The writing and formation of the band's next album, Agent tajne sile began immediately following the culmination of the promotional tour for Fildžan viška, in the start of 1999, at the Bjelolasica Olympic Centre in Gorski kotar, Croatia. The album was recorded in Rent-A-Cow Studio in Amsterdam, the Netherlands in March 1999 and produced by Sejo Sexon and Zlaja Jeff Hadžić. Agent tajne sile is released in June 1999 through TLN-Europa, an independent record label founded and own by Sejo Sexon. The record produced four singles; "Pos'o, kuća, birtija", "Agent tajne sile", "Jugo 45" and "Pupoljak". The record's third single, "Jugo 45", was the band's fastest-selling single, debuting on top of the Bosnian and Croatian charts. The band began another tour in support of Agent tajne sile in 1999, beginning with promotional concerts in Bosnia and Croatia with the touring lineup: Sejo Sexon, Marin Gradac, Elvis J. Kurtović, Predrag Bobić, Bruno Urlić, Dragomir Herendić, and Branko Trajkov. In a short while, Marin Gradac and Elvis J. Kurtović chose to leave the group due to other commitments. Gradac went to finish Sarajevo Music Academy and joined Radio Sarajevo Orchestra, while Elvis J. Kurtović began writing his solo album.

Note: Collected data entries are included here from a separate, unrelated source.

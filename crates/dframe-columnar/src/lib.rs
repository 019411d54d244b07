//! Typed in-memory columns for dframe.
//!
//! This crate focuses on:
//! - [`Series`]: immutable, fixed-length columns with primitive encodings (int/long/double/bool
//!   arrays plus a validity bitmap) and a generic [`Value`] encoding.
//! - Fast paths: binary operators between two columns of the same primitive kind work on raw
//!   slices; every other combination goes through an equivalent generic path.
//! - Lazy views: selecting rows by position yields an [`IndexedSeries`] that resolves once, on
//!   first read, even under concurrent access.
//! - Permutation sorting ([`Sorter`]) and value-equality set operations.
//! - Builders and extractors that turn row streams into columns.

#![forbid(unsafe_code)]

mod bitmap;
mod builder;
mod error;
mod extract;
mod indexed;
mod object;
mod primitive;
mod series;
mod setops;
mod sort;
mod types;

pub use crate::bitmap::BitVec;
pub use crate::builder::{BuilderOptions, ObjectBuilder, PrimitiveBuilder, SeriesBuilder};
pub use crate::error::{SeriesError, SeriesResult};
pub use crate::extract::{ColumnAppender, Extractor};
pub use crate::indexed::{IndexedSeries, NO_ROW};
pub use crate::object::ObjectSeries;
pub use crate::primitive::{
    BoolSeries, DoubleSeries, IntSeries, LongSeries, Numeric, Primitive, PrimitiveSeries,
};
pub use crate::series::{ArithOp, CmpOp, Series};
pub use crate::sort::{RowComparator, Sorter};
pub use crate::types::{Value, ValueType};
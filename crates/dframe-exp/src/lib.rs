mod appender;
mod error;
mod exp;
mod frame;
mod group;
mod index;
mod predicate;
mod sort;

pub use crate::appender::{ByRowBuilder, ByRowExtractors, DataFrameAppender};
pub use crate::error::{FrameError, FrameResult};
pub use crate::exp::{
    bool_col, col, concat, double_col, int_col, long_col, str_col, val, AggFn, BinaryOp,
    ColumnRef, EvalSource, Exp, UnaryOp,
};
pub use crate::frame::{DataFrame, RowProxy};
pub use crate::group::GroupBy;
pub use crate::index::Index;
pub use crate::predicate::RowPredicate;
pub use crate::sort::SortKey;

pub use dframe_columnar as columnar;
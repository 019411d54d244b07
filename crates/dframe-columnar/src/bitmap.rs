#![forbid(unsafe_code)]

/// Validity bitmap for primitive series: bit `i` is set when element `i` is not null.
///
/// Bits are stored little-endian within each `u64` word:
/// - bit 0 is the LSB of word 0
/// - bit 63 is the MSB of word 0
#[derive(Clone, Debug, PartialEq, Eq)]
pub struct BitVec {
    words: Vec<u64>,
    len: usize,
    ones: usize,
}

impl BitVec {
    pub fn new() -> Self {
        Self {
            words: Vec::new(),
            len: 0,
            ones: 0,
        }
    }

    pub fn with_capacity_bits(bits: usize) -> Self {
        Self {
            words: Vec::with_capacity(bits.div_ceil(64)),
            len: 0,
            ones: 0,
        }
    }

    pub fn with_len_all_true(bits: usize) -> Self {
        if bits == 0 {
            return Self::new();
        }

        let mut words = vec![u64::MAX; bits.div_ceil(64)];
        let rem = bits % 64;
        if rem != 0 {
            if let Some(last) = words.last_mut() {
                *last = (1u64 << rem) - 1;
            }
        }

        Self {
            words,
            len: bits,
            ones: bits,
        }
    }

    pub fn from_bools(bits: impl IntoIterator<Item = bool>) -> Self {
        let mut out = Self::new();
        for bit in bits {
            out.push(bit);
        }
        out
    }

    pub fn len(&self) -> usize {
        self.len
    }

    pub fn is_empty(&self) -> bool {
        self.len == 0
    }

    pub fn push(&mut self, value: bool) {
        let bit = self.len % 64;
        if bit == 0 {
            self.words.push(0);
        }

        if value {
            let word = self.len / 64;
            self.words[word] |= 1u64 << bit;
            self.ones += 1;
        }

        self.len += 1;
    }

    pub fn get(&self, index: usize) -> bool {
        debug_assert!(index < self.len, "BitVec index out of bounds");
        let word = self.words[index / 64];
        ((word >> (index % 64)) & 1) == 1
    }

    pub fn set(&mut self, index: usize, value: bool) {
        debug_assert!(index < self.len, "BitVec index out of bounds");
        let word_idx = index / 64;
        let mask = 1u64 << (index % 64);
        let was_set = (self.words[word_idx] & mask) != 0;

        match (was_set, value) {
            (true, false) => {
                self.words[word_idx] &= !mask;
                self.ones -= 1;
            }
            (false, true) => {
                self.words[word_idx] |= mask;
                self.ones += 1;
            }
            _ => {}
        }
    }

    pub fn count_ones(&self) -> usize {
        self.ones
    }

    pub fn count_zeros(&self) -> usize {
        self.len - self.ones
    }

    pub fn all_true(&self) -> bool {
        self.ones == self.len
    }

    /// Intersects two validity maps of equal length; used when a null on either side of an
    /// element-wise operation makes the result null.
    pub fn and_inplace(&mut self, other: &BitVec) {
        debug_assert_eq!(self.len, other.len, "BitVec length mismatch");
        let mut ones: usize = 0;
        for (w, o) in self.words.iter_mut().zip(other.words.iter()) {
            *w &= *o;
            ones += w.count_ones() as usize;
        }
        self.ones = ones;
    }

    /// Indices of set bits in increasing order.
    pub fn iter_ones(&self) -> impl Iterator<Item = usize> + '_ {
        self.words
            .iter()
            .enumerate()
            .flat_map(move |(word_idx, &word)| {
                let mut w = word;
                std::iter::from_fn(move || {
                    if w == 0 {
                        return None;
                    }
                    let bit = w.trailing_zeros() as usize;
                    w &= w - 1;
                    Some(word_idx * 64 + bit)
                })
            })
            .take_while(move |&idx| idx < self.len)
    }
}

impl Default for BitVec {
    fn default() -> Self {
        Self::new()
    }
}

#[cfg(test)]
mod tests {
    use super::*;

    #[test]
    fn push_set_and_count() {
        let mut bits = BitVec::with_capacity_bits(130);
        for i in 0..130 {
            bits.push(i % 3 == 0);
        }
        assert_eq!(bits.len(), 130);
        assert_eq!(bits.count_ones(), 44);
        bits.set(1, true);
        bits.set(0, false);
        assert!(bits.get(1));
        assert!(!bits.get(0));
        assert_eq!(bits.count_ones(), 44);
        assert_eq!(bits.count_zeros(), 86);
    }

    #[test]
    fn all_true_masks_tail_bits() {
        let bits = BitVec::with_len_all_true(70);
        assert!(bits.all_true());
        assert_eq!(bits.iter_ones().count(), 70);
    }

    #[test]
    fn and_inplace_intersects() {
        let mut a = BitVec::from_bools([true, true, false, true]);
        let b = BitVec::from_bools([true, false, false, true]);
        a.and_inplace(&b);
        assert_eq!(a.iter_ones().collect::<Vec<_>>(), vec![0, 3]);
        assert_eq!(a.count_ones(), 2);
    }
}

In early 2000, the band came back to the Bjelolasica Olympic Centre to work on the band's seventh album. In the meantime, the band got a new member; world-class percussionist Albin Jarić, better known as Jimi Rasta, who worked previously with musicians such as Dave Stewart and Eric Clapton. Bog vozi Mercedes was record by home made production in improvised studios in Bjelolasica and Ivanić Grad from March to June 2001. This record was planned to be a noncommercial break from the major music projects. No one expected that it would become one of the most selling Zabranjeno Pušenje albums. The album is released in December 2001 through TLN-Europa and Menart Records, and went on to sell more than 35,000 copies. Sejo Sexon wrote and produced four music videos, out of six released. For the song "Arizona Dream" the band won the 2002 Davorin Award for the best rock song. The concert tour by the band in support of their seventh studio album had 250 concerts.

In 2001, the band members took a part in a social responsibility project in which they organized music workshops for children and youth who were victims of land mines. Project was supported by embassies of Canada, Norway and the U.S. in Zagreb.

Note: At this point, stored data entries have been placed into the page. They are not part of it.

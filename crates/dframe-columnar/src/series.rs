//! The [`Series`] column type.
//!
//! A `Series` is a tagged union over the concrete encodings. Binary operators match on the pair
//! of variants: two operands of the same primitive kind go straight to the slice-based
//! implementation in [`crate::primitive`], every other combination falls back to an element-wise
//! walk over [`Value`]s. Both paths produce identical results.

use crate::error::{SeriesError, SeriesResult};
use crate::object::ObjectSeries;
use crate::primitive::{
    BoolSeries, DoubleSeries, IntSeries, LongSeries, Numeric, Primitive, PrimitiveSeries,
};
use crate::types::{Value, ValueType};
use rand::Rng;
use std::cmp::Ordering;
use std::fmt;
use std::fmt::Write as _;

#[derive(Clone, Debug, PartialEq)]
pub enum Series {
    Int(IntSeries),
    Long(LongSeries),
    Double(DoubleSeries),
    Bool(BoolSeries),
    Object(ObjectSeries),
}

/// Element-wise comparison operators.
#[derive(Clone, Copy, Debug, PartialEq, Eq, Hash)]
pub enum CmpOp {
    Eq,
    Ne,
    Lt,
    Le,
    Gt,
    Ge,
}

impl CmpOp {
    pub fn symbol(self) -> &'static str {
        match self {
            CmpOp::Eq => "=",
            CmpOp::Ne => "!=",
            CmpOp::Lt => "<",
            CmpOp::Le => "<=",
            CmpOp::Gt => ">",
            CmpOp::Ge => ">=",
        }
    }

    fn test(self, ord: Ordering) -> bool {
        match self {
            CmpOp::Eq => ord.is_eq(),
            CmpOp::Ne => ord.is_ne(),
            CmpOp::Lt => ord.is_lt(),
            CmpOp::Le => ord.is_le(),
            CmpOp::Gt => ord.is_gt(),
            CmpOp::Ge => ord.is_ge(),
        }
    }
}

/// Element-wise arithmetic operators.
#[derive(Clone, Copy, Debug, PartialEq, Eq, Hash)]
pub enum ArithOp {
    Add,
    Sub,
    Mul,
    Div,
    Mod,
}

impl ArithOp {
    pub fn symbol(self) -> &'static str {
        match self {
            ArithOp::Add => "+",
            ArithOp::Sub => "-",
            ArithOp::Mul => "*",
            ArithOp::Div => "/",
            ArithOp::Mod => "%",
        }
    }
}

impl<T: Primitive> PrimitiveSeries<T> {
    pub fn compare_op(&self, op: CmpOp, other: &PrimitiveSeries<T>) -> SeriesResult<BoolSeries> {
        match op {
            CmpOp::Eq => self.eq(other),
            CmpOp::Ne => self.ne(other),
            CmpOp::Lt => self.lt(other),
            CmpOp::Le => self.le(other),
            CmpOp::Gt => self.gt(other),
            CmpOp::Ge => self.ge(other),
        }
    }
}

impl<T: Numeric> PrimitiveSeries<T> {
    pub fn arith_op(&self, op: ArithOp, other: &PrimitiveSeries<T>) -> SeriesResult<Self> {
        match op {
            ArithOp::Add => self.add(other),
            ArithOp::Sub => self.sub(other),
            ArithOp::Mul => self.mul(other),
            ArithOp::Div => self.div(other),
            ArithOp::Mod => self.modulo(other),
        }
    }
}

/// Applies `$body` to the inner series and wraps the result back into the same variant.
macro_rules! same_kind {
    ($series:expr, $s:ident => $body:expr) => {
        match $series {
            Series::Int($s) => Series::Int($body),
            Series::Long($s) => Series::Long($body),
            Series::Double($s) => Series::Double($body),
            Series::Bool($s) => Series::Bool($body),
            Series::Object($s) => Series::Object($body),
        }
    };
}

/// Applies `$body` to the inner series of any variant.
macro_rules! each_kind {
    ($series:expr, $s:ident => $body:expr) => {
        match $series {
            Series::Int($s) => $body,
            Series::Long($s) => $body,
            Series::Double($s) => $body,
            Series::Bool($s) => $body,
            Series::Object($s) => $body,
        }
    };
}

/// `Some` only when `value` is exactly of kind `T` (no widening), so that primitive paths accept
/// the same values the `Value` equality does.
pub(crate) fn exact<T: Primitive>(value: &Value) -> Option<T> {
    if value.value_type() == Some(T::KIND) {
        T::from_value(value)
    } else {
        None
    }
}
//! Typed per-column readers over an arbitrary source row type.

use crate::builder::{BuilderOptions, SeriesBuilder};
use crate::error::SeriesResult;
use crate::series::Series;
use crate::types::{Value, ValueType};

type ReadFn<R, T> = Box<dyn Fn(&R) -> T>;

enum Read<R: ?Sized> {
    Int(ReadFn<R, Option<i32>>),
    Long(ReadFn<R, Option<i64>>),
    Double(ReadFn<R, Option<f64>>),
    Bool(ReadFn<R, Option<bool>>),
    Value(ValueType, ReadFn<R, Value>),
}

/// Reads one column value out of a source row `R`.
///
/// Primitive extractors hand their values straight to a primitive builder.
pub struct Extractor<R: ?Sized> {
    read: Read<R>,
}

impl<R: ?Sized + 'static> Extractor<R> {
    pub fn int(f: impl Fn(&R) -> Option<i32> + 'static) -> Self {
        Self {
            read: Read::Int(Box::new(f)),
        }
    }

    pub fn long(f: impl Fn(&R) -> Option<i64> + 'static) -> Self {
        Self {
            read: Read::Long(Box::new(f)),
        }
    }

    pub fn double(f: impl Fn(&R) -> Option<f64> + 'static) -> Self {
        Self {
            read: Read::Double(Box::new(f)),
        }
    }

    pub fn bool(f: impl Fn(&R) -> Option<bool> + 'static) -> Self {
        Self {
            read: Read::Bool(Box::new(f)),
        }
    }

    pub fn str(f: impl Fn(&R) -> Option<String> + 'static) -> Self {
        Self {
            read: Read::Value(
                ValueType::Str,
                Box::new(move |row| f(row).map_or(Value::Null, Value::from)),
            ),
        }
    }

    /// Untyped extractor producing a generic column.
    pub fn col(f: impl Fn(&R) -> Value + 'static) -> Self {
        Self {
            read: Read::Value(ValueType::Object, Box::new(f)),
        }
    }

    /// The same value for every row.
    pub fn val(value: Value) -> Self {
        let kind = value.value_type().unwrap_or_default();
        Self {
            read: Read::Value(kind, Box::new(move |_| value.clone())),
        }
    }
}

impl Extractor<[Value]> {
    /// Reads position `pos` of a `[Value]` row; missing positions read as null.
    pub fn at(pos: usize) -> Self {
        Self::col(move |row: &[Value]| row.get(pos).cloned().unwrap_or_default())
    }
}

impl<R: ?Sized> Read<R> {
    fn value(&self, row: &R) -> Value {
        match self {
            Read::Int(f) => f(row).into(),
            Read::Long(f) => f(row).into(),
            Read::Double(f) => f(row).into(),
            Read::Bool(f) => f(row).into(),
            Read::Value(_, f) => f(row),
        }
    }
}

impl<R: ?Sized> Extractor<R> {
    pub fn kind(&self) -> ValueType {
        match &self.read {
            Read::Int(_) => ValueType::Int,
            Read::Long(_) => ValueType::Long,
            Read::Double(_) => ValueType::Double,
            Read::Bool(_) => ValueType::Bool,
            Read::Value(kind, _) => *kind,
        }
    }

    pub fn appender(&self, options: BuilderOptions) -> ColumnAppender<'_, R> {
        ColumnAppender {
            extractor: self,
            builder: SeriesBuilder::new(self.kind(), options),
        }
    }
}

/// Builds one column by running an [`Extractor`] over a stream of rows.
pub struct ColumnAppender<'a, R: ?Sized> {
    extractor: &'a Extractor<R>,
    builder: SeriesBuilder,
}

impl<R: ?Sized> ColumnAppender<'_, R> {
    pub fn append(&mut self, row: &R) -> SeriesResult<()> {
        match (&self.extractor.read, &mut self.builder) {
            (Read::Int(f), SeriesBuilder::Int(b)) => b.push(f(row)),
            (Read::Long(f), SeriesBuilder::Long(b)) => b.push(f(row)),
            (Read::Double(f), SeriesBuilder::Double(b)) => b.push(f(row)),
            (Read::Bool(f), SeriesBuilder::Bool(b)) => b.push(f(row)),
            (read, builder) => return builder.push(read.value(row)),
        }
        Ok(())
    }

    pub fn len(&self) -> usize {
        self.builder.len()
    }

    pub fn is_empty(&self) -> bool {
        self.builder.is_empty()
    }

    pub fn finish(self) -> Series {
        self.builder.finish()
    }
}
//! Value-equality set operations: `unique`, `diff`, `intersect` and membership tests.
//!
//! Results keep the order of `self`. `diff` and `intersect` keep every occurrence of a value in
//! `self` (duplicates included) that lacks/has a match in `other`. Nulls match nulls.

use crate::primitive::{BoolSeries, Primitive, PrimitiveSeries};
use crate::series::{exact, Series};
use crate::types::Value;
use ahash::AHashSet;

fn key_set<T: Primitive>(series: &PrimitiveSeries<T>) -> AHashSet<Option<T::Key>> {
    series.iter().map(|v| v.map(T::key)).collect()
}

fn positions_where(len: usize, mut keep: impl FnMut(usize) -> bool) -> Vec<usize> {
    (0..len).filter(|&i| keep(i)).collect()
}

fn primitive_membership<T: Primitive>(
    this: &PrimitiveSeries<T>,
    other: &PrimitiveSeries<T>,
    present: bool,
) -> Vec<usize> {
    let keys = key_set(other);
    positions_where(this.len(), |i| {
        keys.contains(&this.opt(i).map(T::key)) == present
    })
}

fn generic_membership(this: &Series, other: &Series, present: bool) -> Vec<usize> {
    let values: AHashSet<Value> = other.iter().collect();
    positions_where(this.len(), |i| {
        values.contains(&this.value_at(i)) == present
    })
}

fn membership(this: &Series, other: &Series, present: bool) -> Vec<usize> {
    match (this, other) {
        (Series::Int(l), Series::Int(r)) => primitive_membership(l, r, present),
        (Series::Long(l), Series::Long(r)) => primitive_membership(l, r, present),
        (Series::Double(l), Series::Double(r)) => primitive_membership(l, r, present),
        (Series::Bool(l), Series::Bool(r)) => primitive_membership(l, r, present),
        _ => generic_membership(this, other, present),
    }
}

fn primitive_in<T: Primitive>(series: &PrimitiveSeries<T>, values: &[Value]) -> BoolSeries {
    let with_null = values.iter().any(Value::is_null);
    let keys: AHashSet<T::Key> = values.iter().filter_map(exact::<T>).map(T::key).collect();
    series
        .iter()
        .map(|v| match v {
            Some(v) => keys.contains(&v.key()),
            None => with_null,
        })
        .collect()
}

impl Series {
    /// First occurrence of each distinct value, in order.
    pub fn unique(&self) -> Series {
        fn first_seen<T: Primitive>(s: &PrimitiveSeries<T>) -> Vec<usize> {
            let mut seen = AHashSet::with_capacity(s.len());
            positions_where(s.len(), |i| seen.insert(s.opt(i).map(T::key)))
        }

        let positions = match self {
            Series::Int(s) => first_seen(s),
            Series::Long(s) => first_seen(s),
            Series::Double(s) => first_seen(s),
            Series::Bool(s) => first_seen(s),
            Series::Object(_) => {
                let mut seen = AHashSet::with_capacity(self.len());
                positions_where(self.len(), |i| seen.insert(self.value_at(i)))
            }
        };
        if positions.len() == self.len() {
            return self.clone();
        }
        self.gather(&positions)
    }

    /// Elements of `self` that have no equal element in `other`.
    pub fn diff(&self, other: &Series) -> Series {
        if other.is_empty() {
            return self.clone();
        }
        self.gather(&membership(self, other, false))
    }

    /// Elements of `self` that have an equal element in `other`.
    pub fn intersect(&self, other: &Series) -> Series {
        if other.is_empty() {
            return self.head(0);
        }
        self.gather(&membership(self, other, true))
    }

    /// Mask of the elements equal to one of `values`.
    pub fn in_values(&self, values: &[Value]) -> BoolSeries {
        match self {
            Series::Int(s) => primitive_in(s, values),
            Series::Long(s) => primitive_in(s, values),
            Series::Double(s) => primitive_in(s, values),
            Series::Bool(s) => primitive_in(s, values),
            Series::Object(_) => {
                let set: AHashSet<&Value> = values.iter().collect();
                self.iter().map(|v| set.contains(&v)).collect()
            }
        }
    }

    pub fn not_in_values(&self, values: &[Value]) -> BoolSeries {
        self.in_values(values).not()
    }
}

=== 2002–2011: Continued success ===
In 2002, the band went on the North American tour. On May 26, they had recorded the band's second live album at the Casa Loma Ballroom in St. Louis, Missouri. In 2004, the band released Live in St. Louis. This live album featured two new music videos, "Zenica Blues" and "Posljednja oaza (Fikreta)". They made the video for their 1980s hit Zenica Blues following the 20th Anniversary of the song's release. The video was shot in the Zenica prison. In 2003, Zabranjeno Pušenje was awarded for their outstanding live performance on the Baščaršija Nights festival in Sarajevo. During 2004, Albin Jarić, Bruno Urlić and Dragomir Herendić left the group due to other commitments. Jarić devotes himself to family life in Kranj, Slovenia. Herendić completed his own studio in Ivanić Grad and get focused on his production career. Urlić took over band-leadership of the Macedonian folk band Ezerki & 7/8 from Zagreb. and started his studio music and production career.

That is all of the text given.